WHAT YOU ARE ASKED TO DO: If a line in the records below contains the word "executor", return that line.

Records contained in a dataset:
——————————

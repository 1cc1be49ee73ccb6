//! The quick-xml event loop behind streaming evaluation.
use crate::error::SourceError;
use crate::stream::{StreamElement, StreamedContext};
use quick_xml::Reader;
use quick_xml::escape::{resolve_predefined_entity, unescape};
use quick_xml::events::{BytesStart, Event};

/// Receives elements as a document is read.
///
/// `start_element` sees the element's name, attributes and open ancestors, but
/// none of its text. `end_element` sees the same element with its direct text
/// complete, before it is closed.
pub trait ElementVisitor {
    type Error: From<SourceError>;

    fn start_element(&mut self, element: StreamElement<'_>) -> Result<(), Self::Error>;

    fn end_element(&mut self, element: StreamElement<'_>) -> Result<(), Self::Error>;
}

/// Reads `xml` in one pass, calling `visitor` for every element.
pub fn stream_document<V: ElementVisitor>(xml: &str, visitor: &mut V) -> Result<(), V::Error> {
    let mut reader = Reader::from_str(xml);
    reader.config_mut().trim_text(false);
    let mut context = StreamedContext::new();

    loop {
        match reader.read_event().map_err(SourceError::from)? {
            Event::Start(e) => {
                open_element(&mut context, &e)?;
                if let Some(element) = context.current() {
                    visitor.start_element(element)?;
                }
            }
            Event::Empty(e) => {
                open_element(&mut context, &e)?;
                if let Some(element) = context.current() {
                    visitor.start_element(element)?;
                    visitor.end_element(element)?;
                }
                context.pop_element();
            }
            Event::End(e) => {
                match context.current() {
                    Some(element) => visitor.end_element(element)?,
                    None => {
                        let qname = e.name();
                        let name = std::str::from_utf8(qname.as_ref())
                            .map_err(SourceError::from)?
                            .to_string();
                        return Err(SourceError::UnexpectedEnd(name).into());
                    }
                }
                context.pop_element();
            }
            Event::Text(e) => {
                let raw = std::str::from_utf8(&e).map_err(SourceError::from)?;
                let text = unescape(raw).map_err(SourceError::from)?;
                context.append_text(&text);
            }
            Event::CData(e) => {
                let text = std::str::from_utf8(&e).map_err(SourceError::from)?;
                context.append_text(text);
            }
            Event::GeneralRef(e) => {
                let resolved = match e
                    .resolve_char_ref()
                    .map_err(|err| SourceError::UnknownEntity(err.to_string()))?
                {
                    Some(c) => c.to_string(),
                    None => {
                        let name = std::str::from_utf8(&e).map_err(SourceError::from)?;
                        resolve_predefined_entity(name)
                            .ok_or_else(|| SourceError::UnknownEntity(name.to_string()))?
                            .to_string()
                    }
                };
                context.append_text(&resolved);
            }
            Event::Eof => break,
            _ => {}
        }
    }

    if context.depth() > 0 {
        return Err(SourceError::Unclosed(context.depth()).into());
    }
    if context.started() == 0 {
        return Err(SourceError::NoRootElement.into());
    }
    log::debug!("Streamed {} elements", context.started());
    Ok(())
}

fn open_element(context: &mut StreamedContext, start: &BytesStart<'_>) -> Result<(), SourceError> {
    let qname = start.name();
    let name = std::str::from_utf8(qname.as_ref())?;
    let mut attributes = Vec::new();
    for attribute in start.attributes() {
        let attribute = attribute?;
        let key = std::str::from_utf8(attribute.key.as_ref())?;
        let value = unescape(std::str::from_utf8(&attribute.value)?)?;
        attributes.push((key.to_string(), value.into_owned()));
    }
    context.push_element(name, attributes)
}

#[cfg(test)]
mod tests {
    use super::*;
    use xselect_evaluators::{ElementContext, NameTest, QualifiedName};

    #[derive(Default)]
    struct Recorder {
        events: Vec<String>,
    }

    impl ElementVisitor for Recorder {
        type Error = SourceError;

        fn start_element(&mut self, element: StreamElement<'_>) -> Result<(), SourceError> {
            let sku = element
                .attribute(&QualifiedName::new("sku"))
                .map(|s| format!(" sku={}", s))
                .unwrap_or_default();
            self.events.push(format!(
                "start {}#{} [{}]{}",
                element.local_name(),
                element.ordinal(),
                element.position(&NameTest::Any),
                sku
            ));
            Ok(())
        }

        fn end_element(&mut self, element: StreamElement<'_>) -> Result<(), SourceError> {
            self.events
                .push(format!("end {} '{}'", element.local_name(), element.text().trim()));
            Ok(())
        }
    }

    fn record(xml: &str) -> Result<Vec<String>, SourceError> {
        let mut recorder = Recorder::default();
        stream_document(xml, &mut recorder)?;
        Ok(recorder.events)
    }

    #[test]
    fn test_events_in_document_order() {
        let events = record(
            r#"<?xml version="1.0"?>
<order><item sku="A&amp;1">Pen &amp; ink</item><note/><item sku="B2"><![CDATA[<Lamp>]]></item></order>"#,
        )
        .unwrap();
        assert_eq!(
            events,
            vec![
                "start order#0 [1]",
                "start item#1 [1] sku=A&1",
                "end item 'Pen & ink'",
                "start note#2 [2]",
                "end note ''",
                "start item#3 [3] sku=B2",
                "end item '<Lamp>'",
                "end order ''",
            ]
        );
    }

    #[test]
    fn test_character_references() {
        let events = record("<a>&#65;&#x42;&lt;</a>").unwrap();
        assert_eq!(events[1], "end a 'AB<'");
    }

    #[test]
    fn test_malformed_documents() {
        assert!(record("<order><item></order>").is_err());
        assert!(record("<order><item>").is_err());
        assert!(matches!(record(""), Err(SourceError::NoRootElement)));
        assert!(record("<a>&bogus;</a>").is_err());
    }
}
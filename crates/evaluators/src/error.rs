use thiserror::Error;

/// Errors raised while building an evaluator tree. Evaluation itself never fails.
#[derive(Error, Debug, Clone, PartialEq, Eq)]
pub enum EvaluatorError {
    #[error("Unsupported XPath expr token '{expression}': {reason}")]
    UnsupportedExpression { expression: String, reason: String },

    #[error("Ambiguous operand '{expression}': it does not resolve to a single value")]
    AmbiguousOperand { expression: String },
}

impl EvaluatorError {
    pub fn unsupported(expression: impl ToString, reason: impl Into<String>) -> Self {
        EvaluatorError::UnsupportedExpression {
            expression: expression.to_string(),
            reason: reason.into(),
        }
    }
}
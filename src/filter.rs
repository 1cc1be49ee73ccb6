//! Running a set of named selectors over documents.
use crate::config::EvaluationMode;
use crate::error::SelectError;
use crate::selector::Selector;
use serde::Serialize;
use xselect_evaluators::{ElementContext, ExecutionContext, NameTest, QualifiedName};
use xselect_source::{ElementVisitor, StreamElement, XmlDocument, stream_document};

/// One element selected by one selector.
#[derive(Debug, Clone, PartialEq, Eq, Hash, Serialize)]
pub struct Match {
    /// Name of the selector that matched.
    pub selector: String,
    /// Location of the element, e.g. `/order[1]/item[2]`.
    pub path: String,
    /// Zero-based index of the element among all elements, in document order.
    pub ordinal: usize,
}

#[derive(Debug, Clone)]
struct NamedSelector {
    name: String,
    selector: Selector,
}

/// Compiled selectors plus the mode used to read documents.
///
/// A filter is immutable once built and can be shared across threads.
#[derive(Debug, Clone, Default)]
pub struct Filter {
    mode: EvaluationMode,
    selectors: Vec<NamedSelector>,
}

impl Filter {
    pub fn new(mode: EvaluationMode) -> Self {
        Self {
            mode,
            selectors: Vec::new(),
        }
    }

    pub fn with_selector(mut self, name: impl Into<String>, selector: Selector) -> Self {
        self.selectors.push(NamedSelector {
            name: name.into(),
            selector,
        });
        self
    }

    pub fn mode(&self) -> EvaluationMode {
        self.mode
    }

    pub fn len(&self) -> usize {
        self.selectors.len()
    }

    pub fn is_empty(&self) -> bool {
        self.selectors.is_empty()
    }

    pub fn selector(&self, name: &str) -> Option<&Selector> {
        self.selectors
            .iter()
            .find(|s| s.name == name)
            .map(|s| &s.selector)
    }

    /// Runs every selector over `xml` in the configured mode. Matches are in
    /// document order; an element matched by several selectors is reported
    /// once per selector, in selector order.
    pub fn run(&self, xml: &str) -> Result<Vec<Match>, SelectError> {
        let exec = ExecutionContext::with_label(format!("{:?}", self.mode).to_lowercase());
        let matches = self.run_with_context(xml, &exec)?;
        for warning in exec.take_warnings() {
            log::warn!("{}", warning);
        }
        Ok(matches)
    }

    pub fn run_with_context(
        &self,
        xml: &str,
        exec: &ExecutionContext,
    ) -> Result<Vec<Match>, SelectError> {
        match self.mode {
            EvaluationMode::Tree => self.run_tree(xml, exec),
            EvaluationMode::Stream => self.run_stream(xml, exec),
        }
    }

    /// Parses the whole document, then tests each element.
    pub fn run_tree(&self, xml: &str, exec: &ExecutionContext) -> Result<Vec<Match>, SelectError> {
        let doc = XmlDocument::parse(xml)?;
        let mut matches = Vec::new();
        for (ordinal, element) in doc.elements().enumerate() {
            for named in &self.selectors {
                if named.selector.matches_tree(element, exec) {
                    matches.push(Match {
                        selector: named.name.clone(),
                        path: location_path(&element),
                        ordinal,
                    });
                }
            }
        }
        log::debug!("Tree run matched {} element(s)", matches.len());
        Ok(matches)
    }

    /// Tests elements during a single pass. Selectors whose predicates read
    /// text are tested when the element ends, all others when it starts.
    pub fn run_stream(
        &self,
        xml: &str,
        exec: &ExecutionContext,
    ) -> Result<Vec<Match>, SelectError> {
        let mut matcher = StreamMatcher {
            selectors: &self.selectors,
            exec,
            found: Vec::new(),
        };
        stream_document(xml, &mut matcher)?;

        let mut found = matcher.found;
        found.sort_by_key(|(index, m)| (m.ordinal, *index));
        let matches: Vec<_> = found.into_iter().map(|(_, m)| m).collect();
        log::debug!("Stream run matched {} element(s)", matches.len());
        Ok(matches)
    }

    /// Runs the filter over many documents at once. Results are in input order.
    #[cfg(feature = "rayon-executor")]
    pub fn run_all(&self, documents: &[&str]) -> Vec<Result<Vec<Match>, SelectError>> {
        use rayon::prelude::*;
        documents.par_iter().map(|xml| self.run(xml)).collect()
    }

    /// Runs the filter over many documents. Results are in input order.
    #[cfg(not(feature = "rayon-executor"))]
    pub fn run_all(&self, documents: &[&str]) -> Vec<Result<Vec<Match>, SelectError>> {
        documents.iter().map(|xml| self.run(xml)).collect()
    }
}

struct StreamMatcher<'f> {
    selectors: &'f [NamedSelector],
    exec: &'f ExecutionContext,
    /// Selector index alongside each match, for ordering.
    found: Vec<(usize, Match)>,
}

impl StreamMatcher<'_> {
    fn test(&mut self, element: StreamElement<'_>, at_end: bool) {
        for (index, named) in self.selectors.iter().enumerate() {
            if named.selector.reads_text() != at_end {
                continue;
            }
            if named.selector.matches_stream(element, self.exec) {
                self.found.push((
                    index,
                    Match {
                        selector: named.name.clone(),
                        path: location_path(&element),
                        ordinal: element.ordinal(),
                    },
                ));
            }
        }
    }
}

impl ElementVisitor for StreamMatcher<'_> {
    type Error = SelectError;

    fn start_element(&mut self, element: StreamElement<'_>) -> Result<(), SelectError> {
        self.test(element, false);
        Ok(())
    }

    fn end_element(&mut self, element: StreamElement<'_>) -> Result<(), SelectError> {
        self.test(element, true);
        Ok(())
    }
}

/// `/order[1]/item[2]`: each step is indexed among the siblings with the same
/// local name and namespace.
pub fn location_path<E: ElementContext>(element: &E) -> String {
    let mut segments = Vec::new();
    let mut current = Some(element.clone());
    while let Some(e) = current {
        let exact = NameTest::Qualified(QualifiedName {
            namespace: e.namespace_uri().map(str::to_string),
            local_name: e.local_name().to_string(),
        });
        segments.push(format!("/{}[{}]", e.local_name(), e.position(&exact)));
        current = e.parent();
    }
    segments.reverse();
    segments.concat()
}
//! Evaluator trees run directly against roxmltree elements and streamed
//! elements of the same document.
mod common;

use common::fixtures::ORDERS;
use common::{TestResult, init_logging};
use std::sync::Arc;
use xselect::evaluators::{
    ElementContext, Evaluator, EvaluatorError, ExecutionContext, NameTest, Namespaces,
    QualifiedName, SelectorStep, build,
};
use xselect::source::{ElementVisitor, SourceError, StreamElement, XmlDocument, stream_document};
use xselect::xpath::parse_expression;

fn item_evaluator(text: &str, step: &Arc<SelectorStep>) -> Result<Evaluator, EvaluatorError> {
    let expr = parse_expression(text).map_err(|e| EvaluatorError::unsupported(text, e.to_string()))?;
    build(&expr, step, &Namespaces::new())
}

fn sku<E: ElementContext>(element: &E) -> String {
    element
        .attribute(&QualifiedName::new("sku"))
        .unwrap_or_default()
        .to_string()
}

fn tree_results(evaluator: &Evaluator) -> Result<Vec<(String, bool)>, SourceError> {
    let doc = XmlDocument::parse(ORDERS)?;
    let exec = ExecutionContext::new();
    Ok(doc
        .elements()
        .filter(|e| e.local_name() == "item")
        .map(|e| (sku(&e), evaluator.evaluate_tree(e, &exec)))
        .collect())
}

struct ItemCollector<'a> {
    evaluator: &'a Evaluator,
    exec: ExecutionContext,
    results: Vec<(String, bool)>,
}

impl ElementVisitor for ItemCollector<'_> {
    type Error = SourceError;

    fn start_element(&mut self, _element: StreamElement<'_>) -> Result<(), SourceError> {
        Ok(())
    }

    fn end_element(&mut self, element: StreamElement<'_>) -> Result<(), SourceError> {
        if element.local_name() == "item" {
            let matched = self.evaluator.evaluate_stream(element, &self.exec);
            self.results.push((sku(&element), matched));
        }
        Ok(())
    }
}

fn stream_results(evaluator: &Evaluator) -> Result<Vec<(String, bool)>, SourceError> {
    let mut collector = ItemCollector {
        evaluator,
        exec: ExecutionContext::new(),
        results: Vec::new(),
    };
    stream_document(ORDERS, &mut collector)?;
    Ok(collector.results)
}

fn item_step() -> Arc<SelectorStep> {
    Arc::new(SelectorStep::target(NameTest::Local("item".into())))
}

fn assert_modes_agree(text: &str, step: &Arc<SelectorStep>, expected: &[bool]) -> TestResult {
    let evaluator = item_evaluator(text, step)?;
    let tree = tree_results(&evaluator)?;
    let stream = stream_results(&evaluator)?;
    assert_eq!(tree, stream, "{}", text);
    let matched: Vec<bool> = tree.iter().map(|(_, m)| *m).collect();
    assert_eq!(matched, expected, "{}", text);
    Ok(())
}

// Items in document order: A1 (qty 2), B2 (qty 10), C3 (qty 1), A1 (qty 7, closed order).

#[test]
fn test_and_truth_table_in_both_modes() -> TestResult {
    init_logging();
    let step = item_step();
    assert_modes_agree("@sku = 'A1' and @qty = 2", &step, &[true, false, false, false])?;
    assert_modes_agree("@sku = 'A1' and @qty = 3", &step, &[false, false, false, false])?;
    assert_modes_agree("@sku = 'Z9' and @qty = 2", &step, &[false, false, false, false])?;
    assert_modes_agree("@sku = 'A1' and @qty > 1", &step, &[true, false, false, true])?;
    Ok(())
}

#[test]
fn test_or_truth_table_in_both_modes() -> TestResult {
    init_logging();
    let step = item_step();
    assert_modes_agree("@sku = 'B2' or @qty < 2", &step, &[false, true, true, false])?;
    assert_modes_agree("@sku = 'Z9' or @qty = 99", &step, &[false, false, false, false])?;
    Ok(())
}

#[test]
fn test_missing_attribute_in_both_modes() -> TestResult {
    init_logging();
    let step = item_step();
    assert_modes_agree("@x = 'v'", &step, &[false, false, false, false])?;
    assert_modes_agree("@x != 'v'", &step, &[true, true, true, true])?;
    assert_modes_agree("@price = ''", &step, &[false, false, true, false])?;
    Ok(())
}

#[test]
fn test_position_in_both_modes() -> TestResult {
    init_logging();
    let step = item_step();
    assert_modes_agree("1", &step, &[true, false, false, true])?;
    assert_modes_agree("3", &step, &[false, false, true, false])?;
    assert_modes_agree("4", &step, &[false, false, false, false])?;
    Ok(())
}

#[test]
fn test_ancestor_level_in_both_modes() -> TestResult {
    init_logging();
    let order = Arc::new(SelectorStep::new(NameTest::Local("order".into()), 1));
    assert_modes_agree("@status = 'open'", &order, &[true, true, true, false])?;
    assert_modes_agree("2", &order, &[false, false, false, true])?;
    // Past the document element: resolves empty rather than failing.
    let beyond = Arc::new(SelectorStep::new(NameTest::Any, 5));
    assert_modes_agree("@status = ''", &beyond, &[true, true, true, true])?;
    Ok(())
}

#[test]
fn test_text_operand_at_element_end() -> TestResult {
    init_logging();
    let step = item_step();
    assert_modes_agree("text() = 'Pen'", &step, &[true, false, false, true])?;
    assert_modes_agree(". != 'Pen' and ../@id = 'o1'", &step, &[false, true, true, false])?;
    Ok(())
}

#[test]
fn test_decimal_literals_in_both_modes() -> TestResult {
    init_logging();
    let step = item_step();
    assert_modes_agree("@price > 9.5", &step, &[false, true, false, false])?;
    assert_modes_agree("@price = 9.50", &step, &[true, false, false, true])?;
    assert_modes_agree("@qty > 1.5", &step, &[true, true, false, true])?;
    assert_modes_agree("2.5", &step, &[false, true, false, false])?;
    Ok(())
}

#[test]
fn test_ancestor_text_operand_is_rejected() {
    let step = item_step();
    for text in ["../text() = 'Alice'", "../. = 'x'"] {
        assert!(
            matches!(
                item_evaluator(text, &step),
                Err(EvaluatorError::UnsupportedExpression { .. })
            ),
            "{}",
            text
        );
    }
    let order = Arc::new(SelectorStep::new(NameTest::Local("order".into()), 1));
    assert!(item_evaluator("text() = 'x'", &order).is_err());
}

——————————

SOLUTION TO THE PROBLEM:
    #[cfg(feature = "rayon-executor")]
    #[cfg(not(feature = "rayon-executor"))]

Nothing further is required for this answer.